The photographs revealing some of Nasa’s most exclusive ventures
Nasa: Past and Present Dreams of the Future lands on my desk with roughly the same force as a lunar module returning to Earth. Weighing in at an impressive five kilograms, photographer Benedict Redgrove’s book, almost a decade in the making, is a visual homage to the achievements of the American space agency.
The length of the project gave Redgrove the chance to photograph objects and places to which Nasa rarely grants access, including individual astronaut name-stamps, helmets that have been locked away for many years, precious samples of lunar rock and the inside of the International Space Station trainer. The result is an entirely unique set of images.

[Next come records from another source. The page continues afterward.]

use log::debug;

use crate::client::Client;
use crate::error::SourceQueryError;
use crate::packet::{PacketHeader, RequestPacket, S2C_CHALLENGE};
use crate::reader::PacketReader;
use crate::transport::Transport;

/// Outcome of one request/response round.
#[derive(Debug, Clone, PartialEq, Eq)]
pub enum Negotiated {
    /// The server wants the request repeated with this token appended.
    Challenge([u8; 4]),
    /// The answer. For a single packet this is the whole datagram, header included.
    Final(Vec<u8>),
}

impl Negotiated {
    pub fn is_final(&self) -> bool {
        matches!(self, Negotiated::Final(_))
    }
}

impl<T: Transport> Client<T> {
    /// Send `request` once and classify the reply.
    ///
    /// `final_tag` is the response tag of the request kind, e.g.
    /// [crate::packet::A2S_INFO_RESPONSE]. A split reply is always final.
    ///
    /// Nothing is retried here; answering a challenge is up to the caller.
    pub async fn negotiate(
        &mut self,
        request: &RequestPacket,
        final_tag: u8,
    ) -> Result<Negotiated, SourceQueryError> {
        self.transport.send(&request.pack()).await?;
        debug!("sent request {:#04x}", request.tag());

        let data = self.transport.receive().await?;
        if data.is_empty() {
            return Err(SourceQueryError::EmptyResponse);
        }
        if data.len() < 4 {
            return Err(SourceQueryError::ShortBuffer { needed: 4, remaining: data.len() });
        }

        let mut reader = PacketReader::new(&data);
        match PacketHeader::try_from(reader.read_i32()?)? {
            PacketHeader::Split => {
                debug!("split response to {:#04x}", request.tag());
                return self.assemble(data).await.map(Negotiated::Final);
            }
            PacketHeader::Single => {}
        }

        let tag = reader.read_u8()?;
        if tag == S2C_CHALLENGE {
            let token = reader.read_array::<4>()?;
            debug!("challenged with {token:02x?}");
            Ok(Negotiated::Challenge(token))
        } else if tag == final_tag {
            debug!("final response of {} bytes", data.len());
            Ok(Negotiated::Final(data))
        } else {
            Err(SourceQueryError::BadChallengeResponse(tag))
        }
    }
}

Redgrove’s own fascination with space began in April 1981. As an 11-year-old, he watched the launch of the Space Shuttle Columbia – Nasa’s inaugural orbital space flight of the Shuttle programme – on television. This book has been a long time coming.
He had originally intended to focus entirely on space suits. “But as I spent time developing the idea,” he tells me by e-mail, “I realised there were so many more items and places that I wanted to show… If I had more time, I would carry on, but I needed to draw the line.”

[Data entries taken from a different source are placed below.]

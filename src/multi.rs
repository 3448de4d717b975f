use std::io::{ErrorKind, Read};

use bzip2::read::BzDecoder;
use log::{debug, trace, warn};

use crate::client::Client;
use crate::error::SourceQueryError;
use crate::packet::{PacketHeader, COMPRESSED_FLAG};
use crate::reader::PacketReader;
use crate::transport::Transport;

/// Header of one fragment of a split response.
#[derive(Debug, Clone, PartialEq, Eq)]
pub struct Fragment {
    /// Response id. The most significant bit is the compression flag.
    pub id: u32,
    /// Fragments in the whole response.
    pub total: u8,
    /// Index of this fragment, starting at 0.
    pub number: u8,
    /// Maximum packet size before the server splits. Absent before the Orange Box.
    pub split_size: Option<u16>,
    /// Offset of the payload within the datagram.
    pub header_len: usize,
}

impl Fragment {
    /// Parse the header at the start of `data`.
    pub fn parse(data: &[u8], pre_orange_box: bool) -> Result<Self, SourceQueryError> {
        let mut reader = PacketReader::new(data);

        match PacketHeader::try_from(reader.read_i32()?)? {
            PacketHeader::Split => {}
            PacketHeader::Single => return Err(SourceQueryError::UnknownPacketHeader(-1)),
        }

        let id = reader.read_u32()?;
        let total = reader.read_u8()?;
        let number = reader.read_u8()?;
        let split_size = if pre_orange_box {
            None
        } else {
            Some(reader.read_u16()?)
        };

        if number >= total {
            return Err(SourceQueryError::FragmentOutOfBounds { number, total });
        }

        Ok(Fragment {
            id,
            total,
            number,
            split_size,
            header_len: reader.position(),
        })
    }

    pub fn is_compressed(&self) -> bool {
        self.id & COMPRESSED_FLAG != 0
    }
}

/// A received fragment, kept whole until the response is complete.
struct Slot {
    datagram: Vec<u8>,
    header_len: usize,
}

impl Slot {
    fn payload(&self) -> &[u8] {
        &self.datagram[self.header_len..]
    }
}

impl<T: Transport> Client<T> {
    /// Collect the rest of the split response that `first` belongs to.
    ///
    /// Fragments may arrive in any order; they are joined by index. A second
    /// fragment with an index already seen fails the whole response.
    pub async fn assemble(&mut self, first: Vec<u8>) -> Result<Vec<u8>, SourceQueryError> {
        let pre_orange_box = self.config.pre_orange_box;
        let head = Fragment::parse(&first, pre_orange_box)?;
        let compressed = head.is_compressed();
        debug!(
            "collecting {} fragments of response {:#010x} (compressed: {compressed})",
            head.total, head.id
        );

        let mut slots: Vec<Option<Slot>> = (0..head.total).map(|_| None).collect();
        slots[head.number as usize] = Some(Slot { datagram: first, header_len: head.header_len });

        for _ in 1..head.total {
            let datagram = self.transport.receive().await?;
            let fragment = Fragment::parse(&datagram, pre_orange_box)?;
            trace!("fragment {}/{} of {:#010x}", fragment.number, fragment.total, fragment.id);

            check_consistent(&head, &fragment)?;

            let slot = &mut slots[fragment.number as usize];
            if slot.is_some() {
                warn!("duplicate fragment {} of {:#010x}", fragment.number, fragment.id);
                return Err(SourceQueryError::DuplicateFragment(fragment.number));
            }
            *slot = Some(Slot { datagram, header_len: fragment.header_len });
        }

        // every index in 0..total is filled: total - 1 receives, none duplicated
        let filled: Vec<&Slot> = slots.iter().flatten().collect();
        let size: usize = filled.iter().map(|slot| slot.payload().len()).sum();
        let mut payload = Vec::with_capacity(size);
        for slot in filled {
            payload.extend_from_slice(slot.payload());
        }

        if compressed {
            return decompress(&payload);
        }
        Ok(payload)
    }
}

fn check_consistent(head: &Fragment, fragment: &Fragment) -> Result<(), SourceQueryError> {
    let field = if fragment.is_compressed() != head.is_compressed() {
        "compression"
    } else if fragment.id != head.id {
        "id"
    } else if fragment.total != head.total {
        "total"
    } else {
        return Ok(());
    };
    warn!("fragment {} of {:#010x} disagrees on {field}", fragment.number, head.id);
    Err(SourceQueryError::InconsistentFragment { number: fragment.number, field })
}

/// Unpack a bzip2 compressed response: decompressed size, CRC32, then the stream.
pub fn decompress(payload: &[u8]) -> Result<Vec<u8>, SourceQueryError> {
    let mut reader = PacketReader::new(payload);
    let expected_size = reader.read_u32()?;
    let expected_crc = reader.read_u32()?;

    // the claimed size is untrusted, so don't preallocate all of it
    let mut decompressed = Vec::with_capacity((expected_size as usize).min(1 << 20));
    let decoded = BzDecoder::new(reader.rest())
        .take(u64::from(expected_size))
        .read_to_end(&mut decompressed);
    match decoded {
        // a stream cut short decodes fine up to where it ends
        Err(e) if e.kind() == ErrorKind::UnexpectedEof => {}
        Err(e) => return Err(SourceQueryError::Decompress(e)),
        Ok(_) => {}
    }

    if decompressed.len() != expected_size as usize {
        return Err(SourceQueryError::DecompressionSizeMismatch {
            expected: expected_size,
            actual: decompressed.len(),
        });
    }

    let actual_crc = crc32fast::hash(&decompressed);
    if actual_crc != expected_crc {
        warn!("checksum mismatch: expected {expected_crc:#010x}, got {actual_crc:#010x}");
        return Err(SourceQueryError::ChecksumMismatch {
            expected: expected_crc,
            actual: actual_crc,
        });
    }

    Ok(decompressed)
}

Redgrove takes a singular approach to photographing his subject matter, stripping whatever object he’s photographing – a lunar module, an astronaut's helmet – from its context and isolating it against a white background to focus the viewer’s attention entirely on the subject. It is an aesthetic recognisable to anyone familiar with Redgrove’s other work in the fields of auto, technology and industry.

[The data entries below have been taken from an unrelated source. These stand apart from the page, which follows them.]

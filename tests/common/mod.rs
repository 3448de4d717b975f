#![allow(dead_code)]

use std::collections::VecDeque;
use std::io::{self, Write};

use byteorder::{LittleEndian, WriteBytesExt};
use bzip2::write::BzEncoder;
use bzip2::Compression;
use rsourcequery::packet::COMPRESSED_FLAG;
use rsourcequery::{Client, ClientConfig, SourceQueryError, Transport};

/// Plays back canned datagrams and records what was sent.
#[derive(Debug, Default)]
pub struct ScriptedTransport {
    pub sent: Vec<Vec<u8>>,
    pub replies: VecDeque<Vec<u8>>,
    pub fail_send: bool,
}

impl ScriptedTransport {
    pub fn new(replies: Vec<Vec<u8>>) -> Self {
        ScriptedTransport { replies: replies.into(), ..Default::default() }
    }
}

impl Transport for ScriptedTransport {
    async fn send(&mut self, data: &[u8]) -> Result<(), SourceQueryError> {
        if self.fail_send {
            return Err(SourceQueryError::SendError(io::ErrorKind::ConnectionRefused.into()));
        }
        self.sent.push(data.to_vec());
        Ok(())
    }

    async fn receive(&mut self) -> Result<Vec<u8>, SourceQueryError> {
        self.replies
            .pop_front()
            .ok_or_else(|| SourceQueryError::ReceiveError(io::ErrorKind::TimedOut.into()))
    }
}

pub fn client(replies: Vec<Vec<u8>>) -> Client<ScriptedTransport> {
    Client::new(ScriptedTransport::new(replies), ClientConfig::default())
}

pub fn legacy_client(replies: Vec<Vec<u8>>) -> Client<ScriptedTransport> {
    let config = ClientConfig::default().with_pre_orange_box(true);
    Client::new(ScriptedTransport::new(replies), config)
}

/// A single packet reply: header, tag, body.
pub fn single(tag: u8, body: &[u8]) -> Vec<u8> {
    let mut out = Vec::new();
    out.write_i32::<LittleEndian>(-1).unwrap();
    out.write_u8(tag).unwrap();
    out.extend_from_slice(body);
    out
}

pub fn fragment(
    id: u32,
    total: u8,
    number: u8,
    split_size: Option<u16>,
    payload: &[u8],
) -> Vec<u8> {
    let mut out = Vec::new();
    out.write_i32::<LittleEndian>(-2).unwrap();
    out.write_u32::<LittleEndian>(id).unwrap();
    out.write_u8(total).unwrap();
    out.write_u8(number).unwrap();
    if let Some(size) = split_size {
        out.write_u16::<LittleEndian>(size).unwrap();
    }
    out.extend_from_slice(payload);
    out
}

/// Cut `payload` into `total` fragments in index order.
pub fn split(payload: &[u8], total: u8, id: u32, split_size: Option<u16>) -> Vec<Vec<u8>> {
    let chunk = payload.len().div_ceil(total as usize).max(1);
    (0..total)
        .map(|number| {
            let start = (number as usize * chunk).min(payload.len());
            let end = (start + chunk).min(payload.len());
            fragment(id, total, number, split_size, &payload[start..end])
        })
        .collect()
}

/// Size, CRC32, then the bzip2 stream of `data`.
pub fn compressed(data: &[u8]) -> Vec<u8> {
    let mut encoder = BzEncoder::new(Vec::new(), Compression::default());
    encoder.write_all(data).unwrap();
    let stream = encoder.finish().unwrap();

    let mut out = Vec::new();
    out.write_u32::<LittleEndian>(data.len() as u32).unwrap();
    out.write_u32::<LittleEndian>(crc32fast::hash(data)).unwrap();
    out.extend_from_slice(&stream);
    out
}

pub fn compressed_id(id: u32) -> u32 {
    id | COMPRESSED_FLAG
}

The result is a series of consistently striking images. Take a photograph of the nose cone of the Space Shuttle Atlantis. We are instantly attentive to its details – individual pieces stamped with their part numbers, heat tiles pockmarked and bruised from the forces to which they were subjected on re-entry, the arresting lines of the vehicle itself. Redgrove was given only two mornings in which to shoot the Shuttle, but such is the craft of the image that you would be forgiven for thinking he had spent weeks poring over it and photographing it from every conceivable and (and inconceivable) angle.
Although this approach tends to leave you with little sense of scale, it allows functional individual vehicle parts to become objects of beauty. His close-ups of the engine cones of the Shuttle or those of the Saturn V rocket, used in the Apollo space programme, appear as abstract still lifes, yet also leave you with a sense of wonder. How on earth (or space) could something like that survive the mind-boggling forces and heat of re-entry into Earth's atmosphere?
Despite the project's expansion, the suit remains an important element, reflecting its significance to the travelling astronaut: not just a protective skin, but a life support system that has grown ever more sophisticated over the decades. The first space suit, designed for the Mercury missions which ran from 1958 to 1963, provided the template for a host of sci-fi movies, while the latest helmets, complete with mounted cameras and lights, wouldn't be out of place in a Ridley Scott or Christopher Nolan film.
As Redgrove points out, “These genuinely iconic objects have come to signify the greatest of human achievements.” Similarly, the Mercury-era glove with its lace-up ties seems more like a fashion accessory than a functional object, whilst the Apollo flight gloves wouldn’t look amiss on a ski slope.
This leads us to the latest developments at Nasa, which is looking ahead to manned flights to Mars. The Orion missions will test the limits of human endurance and perhaps beyond. Redgrove's photographs capture the increasingly important role robotics will play in future space travel. And while for now he has other projects to pursue, he may yet return to NASA in the future to document the latest advances in the space program.
Sci-fi imaginings collide with real-world innovations in his images of Nasa’s Robonaut creations. Centaur 1 is a four-wheeled vehicle with a robonaut body attached. The robonaut hand is at once a thing of immense beauty and not something you would want to be on the wrong end of. The culmination is the familiar-looking Valkyrie R5 robonaut. Terminator, anyone?
For Redgrove, “science, engineering and design are as close to a religion as I can possibly put my belief in”. They gave him the stimulus to spend five long years planning the book followed by four years of shooting. It took him a long time to gain Nasa’s trust.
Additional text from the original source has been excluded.